RE: Zookeeper performance

Thank you. 

> Date: Wed, 31 Jul 2013 20:09:59 +0100
> From: bill@dehora.net
> To: user@zookeeper.apache.org
> Subject: Re: Zookeeper performance
> 
> 
> > We may get about 100k requests per second. Can zookeeper handle this volume?
> 
> Depends on your r/w ratio. ZK isn't always ideal for 'user-scale' write heavy workload (lots of things being tracked and updated) . My experience is that you'll have memory pressure (due to the size of the tree) and disk pressure (due to the frequency of snapshotting).

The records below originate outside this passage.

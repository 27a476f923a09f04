//! Frequency sweeps and harmonic stacks by phase accumulation.
//!
//! Instantaneous frequency follows a [`SweepShape`] from `start_hz` to
//! `end_hz` across the buffer. Phase is integrated per sample, so there are
//! no discontinuities even though the frequency changes every sample:
//!
//! ```text
//! phase[n+1] = phase[n] + f(n / len) / sample_rate
//! ```

use crate::{SampleBuffer, samples_for};
use core::f32::consts::TAU;
use libm::{powf, sinf};

/// Trajectory of a sweep's instantaneous frequency.
#[derive(Debug, Clone, Copy, Default, PartialEq, Eq)]
pub enum SweepShape {
    /// Frequency moves by equal hertz per second.
    #[default]
    Linear,
    /// Frequency moves by equal ratios per second (constant rate in octaves).
    Exponential,
}

impl SweepShape {
    /// Frequency at `progress` in [0, 1] between `start_hz` and `end_hz`.
    ///
    /// Exponential sweeps need positive endpoints; both are floored at 1 Hz.
    #[inline]
    pub fn frequency_at(self, start_hz: f32, end_hz: f32, progress: f32) -> f32 {
        let t = progress.clamp(0.0, 1.0);
        match self {
            Self::Linear => start_hz + (end_hz - start_hz) * t,
            Self::Exponential => {
                let f0 = start_hz.max(1.0);
                let f1 = end_hz.max(1.0);
                f0 * powf(f1 / f0, t)
            }
        }
    }
}

/// Sine sweep from `start_hz` to `end_hz`.
///
/// ```rust
/// use metro_core::{SweepShape, sweep};
///
/// let rise = sweep(1.0, 44100.0, 250.0, 850.0, SweepShape::Exponential, 0.5);
/// assert_eq!(rise.len(), 44100);
/// assert!(rise.peak() <= 0.5);
/// ```
pub fn sweep(
    duration_secs: f32,
    sample_rate: f32,
    start_hz: f32,
    end_hz: f32,
    shape: SweepShape,
    amplitude: f32,
) -> SampleBuffer {
    harmonic_sweep(
        duration_secs,
        sample_rate,
        start_hz,
        end_hz,
        shape,
        &[1.0],
        amplitude,
    )
}

/// Steady fundamental plus weighted overtones.
///
/// `gains[k]` weights harmonic `k + 1`. See [`harmonic_sweep`].
pub fn harmonic_stack(
    duration_secs: f32,
    sample_rate: f32,
    fundamental_hz: f32,
    gains: &[f32],
    amplitude: f32,
) -> SampleBuffer {
    harmonic_sweep(
        duration_secs,
        sample_rate,
        fundamental_hz,
        fundamental_hz,
        SweepShape::Linear,
        gains,
        amplitude,
    )
}

/// Swept fundamental plus weighted overtones.
///
/// `gains[k]` weights harmonic `k + 1`. The sum is divided by the total
/// absolute gain so the peak never exceeds `amplitude`. Partials above
/// Nyquist are muted sample by sample.
pub fn harmonic_sweep(
    duration_secs: f32,
    sample_rate: f32,
    start_hz: f32,
    end_hz: f32,
    shape: SweepShape,
    gains: &[f32],
    amplitude: f32,
) -> SampleBuffer {
    let len = samples_for(duration_secs, sample_rate);
    let norm: f32 = gains.iter().map(|g| g.abs()).sum();
    if len == 0 || norm <= f32::EPSILON {
        return SampleBuffer::silence(duration_secs, sample_rate);
    }
    let scale = amplitude / norm;
    let nyquist = sample_rate * 0.5;
    let mut phase = 0.0f32;

    SampleBuffer::from_fn(len, sample_rate, |n| {
        let freq = shape.frequency_at(start_hz, end_hz, n as f32 / len as f32);
        let mut acc = 0.0;
        for (k, &g) in gains.iter().enumerate() {
            let harmonic = (k + 1) as f32;
            if freq * harmonic >= nyquist {
                break;
            }
            acc += g * sinf(TAU * (phase * harmonic).fract());
        }
        phase = (phase + freq / sample_rate).fract();
        acc * scale
    })
}
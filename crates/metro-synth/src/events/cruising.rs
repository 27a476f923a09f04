//! Cruising ambience: steady running between stations.
//!
//! | Layer | Source | Notes |
//! |-------|--------|-------|
//! | Rumble | noise 40–150 Hz | louder with speed and bearing wear |
//! | Motor hum | two harmonic stacks, 450–550 Hz | detuned by motor temperature |
//! | Contact noise | noise 800–2000 Hz | scaled by speed, track wear, fatigue |
//! | Rail joints | double clicks | one pair per 18 m of rail |
//! | Inverter | PWM 4–7 kHz | faint |
//! | Wobble | ~3 Hz and ~8 Hz AM on the bed | deeper with vibration |
//!
//! Optional: a switch crossing (click cluster plus frog thump) and a rail
//! defect impact, each at a random point in the segment.

use super::{Part, PartKind, RenderedEvent, bed, finish, layers};
use crate::event::{CRUISING_SECS, EventKind};
use crate::rng::Draws;
use crate::{SoundEvent, SynthContext};
use metro_core::{
    ClickShape, LIMIT_THRESHOLD, LayerMix, LfoWaveform, NoiseBand, PwmModulation,
    amplitude_modulate, clicks_at, harmonic_stack, noise, pwm, samples_for,
};

const SWITCH_SECS: f32 = 0.5;
const DEFECT_SECS: f32 = 0.4;

/// Render a cruising segment.
pub fn render(event: &SoundEvent, ctx: &SynthContext) -> RenderedEvent {
    let sr = ctx.sample_rate;
    let dur = CRUISING_SECS.clamp(event.duration_secs);
    let (switch_crossing, rail_defect) = match event.kind {
        EventKind::Cruising {
            switch_crossing,
            rail_defect,
        } => (switch_crossing, rail_defect),
        _ => (false, false),
    };
    let mut draws = Draws::new(event.seed);

    let speed = event.mean_speed_kmh();
    let speed_norm = (speed / 80.0).clamp(0.2, 1.2);
    let wear = ctx.wear.effects();
    let fscale = ctx.conditions.frequency_scale();
    let detune = 1.0 - (ctx.wear.temperature_modulation() - 1.0) * 0.1;
    let level = 0.8 + 0.2 * event.intensity;

    let hum_a = draws.uniform(450.0, 480.0) * fscale * detune;
    let hum_b = hum_a * draws.uniform(1.08, 1.15);
    let gains = ctx.conditions.motor_gains(&[1.0, 0.5, 0.25]);
    let wobble_phase = draws.uniform(0.0, 1.0);
    let wobble_slow = draws.uniform(2.6, 3.4);
    let wobble_fast = draws.uniform(7.0, 9.0);

    let mut bed_mix = LayerMix::new(dur, sr);
    bed_mix
        .add(
            &layers::rumble(dur, sr, 0.28 * (0.7 + 0.3 * speed_norm), draws.seed()),
            1.0 + wear.bearing_noise,
        )
        .add(&harmonic_stack(dur, sr, hum_a, &gains, 0.06), 1.0)
        .add(&harmonic_stack(dur, sr, hum_b, &gains, 0.045), 1.0)
        .add(
            &noise(dur, sr, NoiseBand::band(800.0, 2000.0), 0.07, draws.seed()),
            speed_norm * ctx.conditions.contact_gain() * (1.0 + wear.roughness),
        );
    let body = amplitude_modulate(
        bed_mix.finish(LIMIT_THRESHOLD),
        wobble_slow,
        0.08 * (1.0 + wear.vibration),
        LfoWaveform::Sine,
        wobble_phase,
    );
    let body = amplitude_modulate(body, wobble_fast, 0.05, LfoWaveform::Sine, wobble_phase);

    let joints = layers::rail_joints(dur, sr, speed, 0.2, draws.seed());
    let inverter = pwm(
        dur,
        sr,
        (4000.0, 7000.0),
        PwmModulation {
            duty: 0.5,
            duty_depth: 0.15,
            rate_hz: 0.4,
        },
        0.012,
        draws.seed(),
    );

    let mut mix = LayerMix::new(dur, sr);
    mix.add(&body, level).add(&joints, level).add(&inverter, level);
    let mut parts = vec![bed(mix.len())];

    // Feature timing is drawn whether or not the feature fires.
    let switch_at = draws.uniform(0.2, 0.7) * dur;
    let switch_seed = draws.seed();
    let defect_at = draws.uniform(0.1, 0.9) * dur;
    let defect_seed = draws.seed();

    if switch_crossing {
        let ticks = clicks_at(
            SWITCH_SECS,
            sr,
            &[0.0, 0.11, 0.19, 0.34],
            ClickShape::Impulse { decay_secs: 0.008 },
            0.3,
            switch_seed,
        );
        let frog = clicks_at(
            SWITCH_SECS,
            sr,
            &[0.19],
            ClickShape::Thump {
                freq_hz: 70.0,
                decay_secs: 0.05,
            },
            0.25,
            switch_seed ^ 1,
        );
        mix.add_at_secs(&ticks, level, switch_at)
            .add_at_secs(&frog, level, switch_at);
        parts.push(span(PartKind::SwitchCrossing, switch_at, SWITCH_SECS, sr));
    }

    if rail_defect {
        let thud = clicks_at(
            DEFECT_SECS,
            sr,
            &[0.0],
            ClickShape::Thump {
                freq_hz: 55.0,
                decay_secs: 0.08,
            },
            0.35,
            defect_seed,
        );
        let crack = clicks_at(
            DEFECT_SECS,
            sr,
            &[0.0],
            ClickShape::Impulse { decay_secs: 0.01 },
            0.25,
            defect_seed ^ 1,
        );
        mix.add_at_secs(&thud, level, defect_at)
            .add_at_secs(&crack, level, defect_at);
        parts.push(span(PartKind::RailDefect, defect_at, DEFECT_SECS, sr));
    }

    parts.sort_by_key(|p| p.start);
    RenderedEvent {
        buffer: finish(mix),
        parts,
    }
}

fn span(kind: PartKind, at_secs: f32, secs: f32, sr: f32) -> Part {
    Part {
        kind,
        start: samples_for(at_secs, sr),
        len: samples_for(secs, sr),
    }
}

#[cfg(test)]
mod tests {
    use super::*;
    use crate::Phase;

    fn event(switch_crossing: bool, rail_defect: bool) -> SoundEvent {
        SoundEvent::new(
            Phase::Cruising,
            EventKind::Cruising {
                switch_crossing,
                rail_defect,
            },
            10.0,
            0.8,
            (70.0, 70.0),
            21,
        )
    }

    #[test]
    fn plain_cruise_has_only_a_bed() {
        let out = render(&event(false, false), &SynthContext::default());
        assert_eq!(out.parts.len(), 1);
        assert_eq!(out.parts[0].kind, PartKind::Bed);
    }

    #[test]
    fn features_add_labelled_parts() {
        let out = render(&event(true, true), &SynthContext::default());
        assert_eq!(out.parts_of(PartKind::SwitchCrossing).count(), 1);
        assert_eq!(out.parts_of(PartKind::RailDefect).count(), 1);
    }

    #[test]
    fn switch_crossing_changes_only_its_window() {
        let ctx = SynthContext::default();
        let plain = render(&event(false, false), &ctx);
        let switched = render(&event(true, false), &ctx);
        let part = *switched.parts_of(PartKind::SwitchCrossing).next().unwrap();
        let before = part.start.saturating_sub(1);
        assert_eq!(
            plain.buffer.samples()[..before],
            switched.buffer.samples()[..before]
        );
    }
}
//! Mathematical utility functions for the signal primitives.
//!
//! # Limiting
//!
//! | Function | Character | Use Case |
//! |----------|-----------|----------|
//! | [`soft_limit`] | Transparent below threshold, tanh knee above | Layer summation, mixer output |
//! | [`quantize_i16`] | Saturating | Last step before the sink |
//!
//! [`equal_power_gains`] gives the fade-out / fade-in pair for cross-fades.

use core::f32::consts::FRAC_PI_2;
use libm::{cosf, sinf, tanhf};

/// Default threshold where [`soft_limit`] starts bending the signal.
pub const LIMIT_THRESHOLD: f32 = 0.9;

/// Soft limiter with a tanh knee.
///
/// Identity for `|x| <= threshold`. Above the threshold the excess is squashed
/// into the remaining headroom:
///
/// ```text
/// y = sign(x) * (t + (1 - t) * tanh((|x| - t) / (1 - t)))
/// ```
///
/// The curve is continuous with slope 1 at the knee and never exceeds ±1.
///
/// # Example
/// ```rust
/// use metro_core::soft_limit;
///
/// assert_eq!(soft_limit(0.5, 0.9), 0.5);
/// assert!(soft_limit(4.0, 0.9) <= 1.0);
/// assert!(soft_limit(0.95, 0.9) < 0.95);
/// ```
#[inline]
pub fn soft_limit(x: f32, threshold: f32) -> f32 {
    let t = threshold.clamp(0.0, 0.999);
    let mag = x.abs();
    if mag <= t {
        return x;
    }
    let headroom = 1.0 - t;
    let bent = t + headroom * tanhf((mag - t) / headroom);
    bent.copysign(x)
}

/// Quantize a normalized sample to 16-bit signed PCM.
///
/// Input is clamped to [-1, 1] first, so out-of-range or non-finite values
/// saturate instead of wrapping.
///
/// ```rust
/// use metro_core::quantize_i16;
///
/// assert_eq!(quantize_i16(1.0), i16::MAX);
/// assert_eq!(quantize_i16(-3.0), -i16::MAX);
/// assert_eq!(quantize_i16(f32::NAN), 0);
/// ```
#[inline]
pub fn quantize_i16(x: f32) -> i16 {
    if !x.is_finite() {
        return 0;
    }
    (x.clamp(-1.0, 1.0) * f32::from(i16::MAX)).round() as i16
}

/// Equal-power cross-fade gains at position `t` in [0, 1].
///
/// Returns `(fade_out, fade_in)` = `(cos(t·π/2), sin(t·π/2))`. The squared
/// gains always sum to 1, so uncorrelated material keeps constant loudness
/// through the fade.
#[inline]
pub fn equal_power_gains(t: f32) -> (f32, f32) {
    let angle = t.clamp(0.0, 1.0) * FRAC_PI_2;
    (cosf(angle), sinf(angle))
}

/// Flush denormals to zero.
#[inline]
pub fn flush_denormal(x: f32) -> f32 {
    if x.abs() < 1e-20 { 0.0 } else { x }
}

You'll need to look at ssds or ram disks for the latter and expect to invest time tuning the JVM, ZK parameters for the former.
> 
> I agree that it is likely to be error prone without a lot of careful engineering; a design that avoids/reduces locking or a technology that has locking built-in might be a better fit.
> 
> Bill
> 
> 
> 
> 
> On Wednesday 31 July 2013 at 12:16, Baskar Duraikannu wrote:
> 
> > Hello
> > 
> > We are looking to use zookeeper for optimistic concurrency. Basically when the user saves data on a screen, we need to lock, read to ensure that no one else has changed the row while user is editing data, persist data and unlock znode. 
> > 
> > If the app/thread does not get a lock, we may set a watch so that polling is avoided.
> > 
> > Our application is write intensive certain times of the day. We may get about 100k requests per second. Can zookeeper handle this volume?